(Work item) Go over the listing below line by line, and return each one holding the string "features".

--------

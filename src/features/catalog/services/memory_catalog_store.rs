use std::collections::HashMap;

use async_trait::async_trait;
use chrono::{DateTime, Utc};
use tokio::sync::RwLock;
use uuid::Uuid;

use crate::core::error::Result;
use crate::features::catalog::models::{CatalogEntry, NewCatalogEntry};
use crate::features::catalog::services::CatalogStore;
use crate::shared::constants::KIND_FOLDER;

#[derive(Default)]
struct CatalogState {
    entries: Vec<CatalogEntry>,
    limits: HashMap<String, i64>,
}

/// In-process catalog for local runs without a database
#[derive(Default)]
pub struct MemoryCatalogStore {
    state: RwLock<CatalogState>,
}

impl MemoryCatalogStore {
    pub fn new() -> Self {
        Self::default()
    }

    pub async fn set_limit(&self, owner_id: &str, limit_bytes: i64) {
        self.state
            .write()
            .await
            .limits
            .insert(owner_id.to_string(), limit_bytes);
    }

    /// Entries belonging to `owner_id`, in insertion order
    pub async fn entries(&self, owner_id: &str) -> Vec<CatalogEntry> {
        self.state
            .read()
            .await
            .entries
            .iter()
            .filter(|e| e.owner_id == owner_id)
            .cloned()
            .collect()
    }
}

#[async_trait]
impl CatalogStore for MemoryCatalogStore {
    async fn consumed_bytes(&self, owner_id: &str) -> Result<i64> {
        let state = self.state.read().await;
        Ok(state
            .entries
            .iter()
            .filter(|e| e.owner_id == owner_id && e.kind != KIND_FOLDER)
            .map(|e| e.size_bytes)
            .sum())
    }

    async fn quota_limit(&self, owner_id: &str) -> Result<Option<i64>> {
        Ok(self.state.read().await.limits.get(owner_id).copied())
    }

    async fn folder_exists(&self, owner_id: &str, folder_id: Uuid) -> Result<bool> {
        let state = self.state.read().await;
        Ok(state
            .entries
            .iter()
            .any(|e| e.id == folder_id && e.owner_id == owner_id && e.kind == KIND_FOLDER))
    }

    async fn insert_entry(&self, entry: NewCatalogEntry) -> Result<CatalogEntry> {
        let now = Utc::now();
        let row = CatalogEntry {
            id: Uuid::now_v7(),
            owner_id: entry.owner_id,
            parent_id: entry.parent_id,
            name: entry.name,
            kind: entry.kind,
            size_bytes: entry.size_bytes,
            content_type: entry.content_type,
            storage_path: entry.storage_path,
            created_at: now,
            updated_at: now,
        };
        self.state.write().await.entries.push(row.clone());
        Ok(row)
    }

    async fn last_change(&self, owner_id: &str) -> Result<Option<DateTime<Utc>>> {
        let state = self.state.read().await;
        Ok(state
            .entries
            .iter()
            .filter(|e| e.owner_id == owner_id)
            .map(|e| e.updated_at)
            .max())
    }
}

--------

(Worked solution)
filename src/features/catalog/services/memory_catalog_store.rs
use crate::features::catalog::models::{CatalogEntry, NewCatalogEntry};
use crate::features::catalog::services::CatalogStore;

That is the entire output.